◆ Task objective
Every single entry that follows must be copied exactly.

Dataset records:
-----
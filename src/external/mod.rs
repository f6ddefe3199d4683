//! External process execution
//!
//! Everything that leaves the process (hook commands, command-backed workers)
//! goes through the `CommandExecutor` abstraction defined here.

pub mod command;

pub use command::{
    CommandError, CommandExecutor, CommandOutput, CommandRequest, CommandSpec,
    ProcessCommandExecutor,
};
-----
◆ Problem solution
filename src/external/mod.rs
repository f6ddefe3199d4683
//! External process execution
//!
//! Everything that leaves the process (hook commands, command-backed workers)
//! goes through the `CommandExecutor` abstraction defined here.

pub mod command;

pub use command::{
    CommandError, CommandExecutor, CommandOutput, CommandRequest, CommandSpec,
    ProcessCommandExecutor,
};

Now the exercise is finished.